Viagora

Promotor se declara suspeito em ação de improbidade contra Fábio Novo

O pedido de suspeição, emitido em 29 de setembro de 2023, foi motivado por foro íntimo com fundamento no artigo 145, § 1º do Código de Processo Civil (CPC).

O promotor de Justiça, Flávio Teixeira de Abreu Júnior, declarou sua suspeição para atuar em ação de improbidade administrativa contra o deputado estadual Fábio Novo (PT).

O pedido de suspeição, emitido em 29 de setembro de 2023, foi motivado por foro íntimo com fundamento no artigo 145, § 1º do Código de Processo Civil (CPC), que dispõe sobre a suspeita de imparcialidade no julgamento em relação aos envolvidos no processo ou ao teor do assunto.

Além disso, o representante do Ministério Público do Estado também fundamentou sua decisão no art. 148 do CPC, referente aos motivos de suspeição e impedimento que não se restringem apenas aos juízes, mas também aos membros do MPPI.

Consta ainda no despacho, que o deputado é autor de um projeto de lei que resultou na concessão de título de cidadão bom-jesuense ao promotor, no período em que atuou na comarca entre 1996 e 2000.

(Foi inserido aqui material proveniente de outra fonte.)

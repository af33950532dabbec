//! Plan types: ordered directory and file operations

use std::path::{Path, PathBuf};

/// One directory to ensure under the target root
#[derive(Debug, Clone, PartialEq, Eq)]
pub struct DirOp {
    pub path: PathBuf,
}

/// One file to write under the target root; content is already rendered
#[derive(Debug, Clone, PartialEq, Eq)]
pub struct FileOp {
    pub path: PathBuf,
    pub content: String,
}

/// A single step of a generation plan
#[derive(Debug, Clone, PartialEq, Eq)]
pub enum PlanOp {
    Dir(DirOp),
    File(FileOp),
}

/// Ordered list of operations producing a project or entity on disk.
///
/// Paths are relative to the target root. Order is part of the contract:
/// ops apply top to bottom, and a path may appear more than once (later
/// file writes win).
#[derive(Debug, Clone, Default)]
pub struct GenerationPlan {
    ops: Vec<PlanOp>,
}

impl GenerationPlan {
    pub fn new() -> Self {
        Self { ops: Vec::new() }
    }

    pub fn push_dir(&mut self, path: impl Into<PathBuf>) {
        self.ops.push(PlanOp::Dir(DirOp { path: path.into() }));
    }

    pub fn push_file(&mut self, path: impl Into<PathBuf>, content: impl Into<String>) {
        self.ops.push(PlanOp::File(FileOp {
            path: path.into(),
            content: content.into(),
        }));
    }

    pub fn ops(&self) -> &[PlanOp] {
        &self.ops
    }

    pub fn len(&self) -> usize {
        self.ops.len()
    }

    pub fn is_empty(&self) -> bool {
        self.ops.is_empty()
    }

    /// Relative paths of every directory op, in plan order
    pub fn dir_paths(&self) -> Vec<&Path> {
        self.ops
            .iter()
            .filter_map(|op| match op {
                PlanOp::Dir(dir) => Some(dir.path.as_path()),
                PlanOp::File(_) => None,
            })
            .collect()
    }

    /// Relative paths of every file op, in plan order (duplicates included)
    pub fn file_paths(&self) -> Vec<&Path> {
        self.ops
            .iter()
            .filter_map(|op| match op {
                PlanOp::File(file) => Some(file.path.as_path()),
                PlanOp::Dir(_) => None,
            })
            .collect()
    }

    /// Content of the last file op for `path`, if any
    pub fn file_content(&self, path: impl AsRef<Path>) -> Option<&str> {
        let path = path.as_ref();
        self.ops.iter().rev().find_map(|op| match op {
            PlanOp::File(file) if file.path == path => Some(file.content.as_str()),
            _ => None,
        })
    }
}
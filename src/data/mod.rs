/// Data layer: file catalog, line scanning, merging and resampling.
///
/// Architecture:
/// ```text
///  *_yyyyMMdd-HHmmss.csv / .txt
///        │
///        ▼
///   ┌──────────┐
///   │ catalog   │  file name → start time, sort, select window
///   └──────────┘
///        │
///        ▼
///   ┌──────────┐
///   │  merge    │  stream files in order → Dataset
///   └──────────┘   (scanner: fields + timestamps per line,
///        │           datetime: loose date/time text)
///        ▼
///   ┌──────────┐
///   │ resample  │  thin a window for display → labels + values
///   └──────────┘
/// ```
///
/// `loader` and `xlsx` only read headers, for picking tags.

pub mod catalog;
pub mod datetime;
pub mod loader;
pub mod merge;
pub mod model;
pub mod resample;
pub mod scanner;
pub mod xlsx;

pub use merge::{extract, ExtractRequest};
pub use model::{Dataset, Extraction, Tag, Warning};
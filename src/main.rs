mod app;

use clap::Parser;

use app::Cli;

fn main() -> anyhow::Result<()> {
    env_logger::init();
    app::run(Cli::parse())
}
//! Field extraction from single delimited lines.
//!
//! Lines are scanned left to right exactly once and only the requested fields
//! are looked at; nothing is allocated for the columns in between, which
//! matters for log files with thousands of mostly irrelevant columns.

use chrono::NaiveDateTime;

use super::datetime::{parse_date_in_year, parse_time};
use super::model::IndexWithPosition;
use crate::error::{ExtractError, Result};

// ---------------------------------------------------------------------------
// Raw field access
// ---------------------------------------------------------------------------

/// The bytes between the `nth` and `nth + 1` occurrence of `delimiter`
/// (zero-based). Empty when the line has fewer fields.
pub fn field_at(line: &[u8], delimiter: u8, nth: usize) -> &[u8] {
    line.split(|&b| b == delimiter).nth(nth).unwrap_or(&[])
}

/// Several fields in one pass. `columns` must be sorted ascending; repeats
/// are allowed.
pub fn fields_at<'a>(line: &'a [u8], delimiter: u8, columns: &[usize]) -> Vec<&'a [u8]> {
    let mut cursor = FieldCursor::new(line, delimiter);
    columns
        .iter()
        .map(|&column| cursor.seek(column).unwrap_or(&[]))
        .collect()
}

/// Parse the requested fields of `line` straight into `out`.
///
/// `columns` must be sorted by column index. Each value lands in
/// `out[position]`. Tags missing from the file sort last and get NaN without
/// any further scanning; so do fields beyond the end of a short line and
/// empty fields.
pub fn scan_values(
    line: &[u8],
    delimiter: u8,
    columns: &[IndexWithPosition],
    out: &mut [f64],
) -> Result<()> {
    let mut cursor = FieldCursor::new(line, delimiter);
    for (i, target) in columns.iter().enumerate() {
        if target.is_missing() {
            for rest in &columns[i..] {
                out[rest.position] = f64::NAN;
            }
            return Ok(());
        }
        out[target.position] = match cursor.seek(target.column) {
            Some(raw) => parse_value(raw, target.column)?,
            None => f64::NAN,
        };
    }
    Ok(())
}

fn parse_value(raw: &[u8], column: usize) -> Result<f64> {
    let trimmed = raw.trim_ascii();
    if trimmed.is_empty() {
        return Ok(f64::NAN);
    }
    std::str::from_utf8(trimmed)
        .ok()
        .and_then(|s| s.parse().ok())
        .ok_or_else(|| ExtractError::InvalidValue {
            column,
            text: String::from_utf8_lossy(raw).into_owned(),
        })
}

/// Forward-only walk over a line's fields.
struct FieldCursor<'a> {
    rest: Option<&'a [u8]>,
    delimiter: u8,
    next_index: usize,
    current: Option<(usize, &'a [u8])>,
}

impl<'a> FieldCursor<'a> {
    fn new(line: &'a [u8], delimiter: u8) -> Self {
        Self {
            rest: Some(line),
            delimiter,
            next_index: 0,
            current: None,
        }
    }

    fn advance(&mut self) -> Option<(usize, &'a [u8])> {
        let rest = self.rest?;
        let (field, remaining) = match rest.iter().position(|&b| b == self.delimiter) {
            Some(end) => (&rest[..end], Some(&rest[end + 1..])),
            None => (rest, None),
        };
        self.rest = remaining;
        let index = self.next_index;
        self.next_index += 1;
        self.current = Some((index, field));
        Some((index, field))
    }

    fn seek(&mut self, column: usize) -> Option<&'a [u8]> {
        if let Some((index, field)) = self.current {
            if index == column {
                return Some(field);
            }
        }
        while let Some((index, field)) = self.advance() {
            if index == column {
                return Some(field);
            }
        }
        None
    }
}

// ---------------------------------------------------------------------------
// Timestamps
// ---------------------------------------------------------------------------

/// Where a file keeps its timestamps, decided once from the header.
#[derive(Debug, Clone, Copy, PartialEq, Eq)]
pub enum TimestampLayout {
    /// Header starts with `date` (or `;date`): field 0 is the date and
    /// field 1 the time.
    DateTimeColumns,
    /// Field 0 holds `"<date> <time>"`, split at the first space.
    CombinedColumn,
}

impl TimestampLayout {
    pub fn from_first_column(name: &str) -> Self {
        let name = name.trim().to_ascii_lowercase();
        if name == "date" || name == ";date" {
            TimestampLayout::DateTimeColumns
        } else {
            TimestampLayout::CombinedColumn
        }
    }

    /// Timestamp of one data line. `current_year` fills in dates without one.
    pub fn timestamp(
        &self,
        line: &[u8],
        delimiter: u8,
        current_year: i32,
    ) -> Result<NaiveDateTime> {
        let (date, time) = match self {
            TimestampLayout::DateTimeColumns => {
                let mut fields = line.split(|&b| b == delimiter);
                (
                    fields.next().unwrap_or(&[]),
                    fields.next().unwrap_or(&[]),
                )
            }
            TimestampLayout::CombinedColumn => {
                let first = field_at(line, delimiter, 0);
                match first.iter().position(|&b| b == b' ') {
                    Some(space) => (&first[..space], &first[space + 1..]),
                    None => (first, &[][..]),
                }
            }
        };
        let date = parse_date_in_year(&String::from_utf8_lossy(date), current_year)?;
        let time = parse_time(&String::from_utf8_lossy(time))?;
        Ok(date.and_time(time))
    }
}

#[cfg(test)]
mod tests {
    use super::*;
    use crate::data::model::TAG_NOT_FOUND;
    use chrono::NaiveDate;

    #[test]
    fn test_field_at() {
        let line = b"a,b,,d";
        assert_eq!(field_at(line, b',', 0), b"a");
        assert_eq!(field_at(line, b',', 1), b"b");
        assert_eq!(field_at(line, b',', 2), b"");
        assert_eq!(field_at(line, b',', 3), b"d");
        assert_eq!(field_at(line, b',', 9), b"");
    }

    #[test]
    fn test_fields_at_with_repeats() {
        let line = b"t\t1\t2\t3";
        let fields = fields_at(line, b'\t', &[1, 1, 3, 7]);
        assert_eq!(fields, vec![&b"1"[..], b"1", b"3", b""]);
    }

    #[test]
    fn test_scan_values_writes_by_position() {
        let line = b"9/1/2018,0:00:01,x,1.5,y, 2.5 ,z";
        let mut columns = vec![
            IndexWithPosition::new(5, 0),
            IndexWithPosition::new(3, 1),
        ];
        columns.sort();
        let mut out = [0.0; 2];
        scan_values(line, b',', &columns, &mut out).unwrap();
        assert_eq!(out, [2.5, 1.5]);
    }

    #[test]
    fn test_missing_tags_become_nan() {
        let line = b"d,t,1,2";
        let columns = vec![
            IndexWithPosition::new(3, 2),
            IndexWithPosition::missing(0),
            IndexWithPosition::missing(1),
        ];
        let mut out = [0.0; 3];
        scan_values(line, b',', &columns, &mut out).unwrap();
        assert!(out[0].is_nan());
        assert!(out[1].is_nan());
        assert_eq!(out[2], 2.0);
        assert_eq!(columns[1].column, TAG_NOT_FOUND);
    }

    #[test]
    fn test_short_lines_and_empty_fields() {
        let line = b"d,t,,4";
        let columns = vec![
            IndexWithPosition::new(2, 0),
            IndexWithPosition::new(3, 1),
            IndexWithPosition::new(8, 2),
        ];
        let mut out = [0.0; 3];
        scan_values(line, b',', &columns, &mut out).unwrap();
        assert!(out[0].is_nan());
        assert_eq!(out[1], 4.0);
        assert!(out[2].is_nan());
    }

    #[test]
    fn test_duplicate_columns() {
        let columns = vec![IndexWithPosition::new(1, 0), IndexWithPosition::new(1, 1)];
        let mut out = [0.0; 2];
        scan_values(b"t,7", b',', &columns, &mut out).unwrap();
        assert_eq!(out, [7.0, 7.0]);
    }

    #[test]
    fn test_non_numeric_field_is_an_error() {
        let columns = vec![IndexWithPosition::new(1, 0)];
        let mut out = [0.0; 1];
        let err = scan_values(b"t,abc", b',', &columns, &mut out).unwrap_err();
        assert!(matches!(err, ExtractError::InvalidValue { column: 1, .. }));
    }

    #[test]
    fn test_timestamp_layouts() {
        let expected = NaiveDate::from_ymd_opt(2018, 9, 1)
            .unwrap()
            .and_hms_opt(13, 0, 5)
            .unwrap();

        let layout = TimestampLayout::from_first_column("Date");
        assert_eq!(layout, TimestampLayout::DateTimeColumns);
        let ts = layout.timestamp(b"09/01/2018,13:00:05,1.0", b',', 2020).unwrap();
        assert_eq!(ts, expected);

        let layout = TimestampLayout::from_first_column(";DATE");
        assert_eq!(layout, TimestampLayout::DateTimeColumns);

        let layout = TimestampLayout::from_first_column("Time");
        assert_eq!(layout, TimestampLayout::CombinedColumn);
        let ts = layout
            .timestamp(b"2018/09/01 1:00:05 PM\t1.0\t2.0", b'\t', 2020)
            .unwrap();
        assert_eq!(ts, expected);
    }

    #[test]
    fn test_combined_column_without_time_fails() {
        let err = TimestampLayout::CombinedColumn
            .timestamp(b"2018/09/01,1.0", b',', 2020)
            .unwrap_err();
        assert!(matches!(err, ExtractError::InvalidTime(_)));
    }
}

“O réu nesta actio, o senhor Fábio Nunez Novo foi o autor do projeto-de-lei que culminou com a concessão do honroso título de cidadão bom-jesuense, quando lá trabalhei entre 1996 e 2000. Não me cito à vontade para atual no presente feito”, pontua.

Desta forma, o promotor devolveu os autos para que fosse escolhido um novo representante do órgão ministerial.

Sobre o caso

O Ministério Público Estadual, através do promotor de justiça Ari Martins Alves Filho, encaminhou para o juiz da 2ª Vara dos Feitos da Fazendo Público de Teresina ação de improbidade administrativa contra o deputado estadual Fábio Novo (PT). A denúncia foi protocolada no dia 10 de janeiro e distribuída no dia 01 de fevereiro para o juiz João Gabriel Furtado Baptista.

A ação decorre de atos considerados ímprobos pelo órgão ministerial na gestão do deputado na Secretaria de Cultura do Estado do Piauí (SECULT) no período de 2016. Consta que o então secretário teria praticado condutas que contrariam os ditames do art. 11, incisos V, da Lei nº 8.429/92, bem como a lei 8.666/93 (Lei das Licitações).

Para o Ministério Público, os fatos apontados na prestação de contas da SECULT evidenciam claramente que o ex-secretário agiu dolosamente ao realizar contratações ilegais, ao arrepio da lei e com a intenção de obter vantagem em benefício próprio ou de terceiros.